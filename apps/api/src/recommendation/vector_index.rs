//! Client seam for the external nearest-neighbour index holding career vectors.
//!
//! The index owns all retrieval logic. This crate only sends a query vector
//! and reads back ids, similarity scores and stored metadata.

use std::time::Duration;

use async_trait::async_trait;
use reqwest::Client;
use serde::{Deserialize, Serialize};
use serde_json::{Map, Value};
use thiserror::Error;
use tracing::debug;

const API_VERSION: &str = "2024-07";

#[derive(Debug, Error)]
pub enum IndexError {
    #[error("HTTP error: {0}")]
    Http(#[from] reqwest::Error),

    #[error("index API error (status {status}): {message}")]
    Api { status: u16, message: String },
}

#[derive(Debug, Clone, PartialEq, Deserialize)]
pub struct IndexMatch {
    pub id: String,
    /// Raw cosine similarity in [-1, 1].
    pub score: f32,
    #[serde(default)]
    pub metadata: Map<String, Value>,
}

#[derive(Debug, Clone, PartialEq, Serialize, Deserialize)]
#[serde(rename_all = "camelCase")]
pub struct IndexStats {
    pub dimension: usize,
    #[serde(default)]
    pub total_vector_count: u64,
    #[serde(default)]
    pub index_fullness: f64,
}

#[async_trait]
pub trait VectorIndex: Send + Sync {
    async fn query(&self, vector: &[f32], top_k: u32) -> Result<Vec<IndexMatch>, IndexError>;

    async fn stats(&self) -> Result<IndexStats, IndexError>;
}

#[derive(Debug, Serialize)]
#[serde(rename_all = "camelCase")]
struct QueryRequest<'a> {
    vector: &'a [f32],
    top_k: u32,
    include_metadata: bool,
    include_values: bool,
}

#[derive(Debug, Deserialize)]
struct QueryResponse {
    #[serde(default)]
    matches: Vec<IndexMatch>,
}

/// Pinecone data-plane client for one index host.
#[derive(Clone)]
pub struct PineconeIndex {
    client: Client,
    base_url: String,
    api_key: String,
}

impl PineconeIndex {
    pub fn new(host: &str, api_key: String) -> Result<Self, IndexError> {
        let client = Client::builder().timeout(Duration::from_secs(15)).build()?;
        Ok(Self {
            client,
            base_url: base_url(host),
            api_key,
        })
    }

    async fn post<B: Serialize + ?Sized, T: for<'de> Deserialize<'de>>(
        &self,
        path: &str,
        body: &B,
    ) -> Result<T, IndexError> {
        let response = self
            .client
            .post(format!("{}/{path}", self.base_url))
            .header("Api-Key", &self.api_key)
            .header("X-Pinecone-API-Version", API_VERSION)
            .json(body)
            .send()
            .await?;

        let status = response.status();
        if !status.is_success() {
            let message = response.text().await.unwrap_or_default();
            return Err(IndexError::Api {
                status: status.as_u16(),
                message,
            });
        }
        Ok(response.json().await?)
    }
}

#[async_trait]
impl VectorIndex for PineconeIndex {
    async fn query(&self, vector: &[f32], top_k: u32) -> Result<Vec<IndexMatch>, IndexError> {
        let request = QueryRequest {
            vector,
            top_k,
            include_metadata: true,
            include_values: false,
        };
        let response: QueryResponse = self.post("query", &request).await?;
        debug!("Vector index returned {} matches", response.matches.len());
        Ok(response.matches)
    }

    async fn stats(&self) -> Result<IndexStats, IndexError> {
        self.post("describe_index_stats", &serde_json::json!({}))
            .await
    }
}

/// Accepts a bare index host or a full URL.
fn base_url(host: &str) -> String {
    let host = host.trim().trim_end_matches('/');
    if host.starts_with("http://") || host.starts_with("https://") {
        host.to_string()
    } else {
        format!("https://{host}")
    }
}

Exercise objective
The lines above that hold "host" are the result; show every one of them.

The completed task
/// Pinecone data-plane client for one index host.
    pub fn new(host: &str, api_key: String) -> Result<Self, IndexError> {
            base_url: base_url(host),
/// Accepts a bare index host or a full URL.
fn base_url(host: &str) -> String {
    let host = host.trim().trim_end_matches('/');
    if host.starts_with("http://") || host.starts_with("https://") {
        host.to_string()
        format!("https://{host}")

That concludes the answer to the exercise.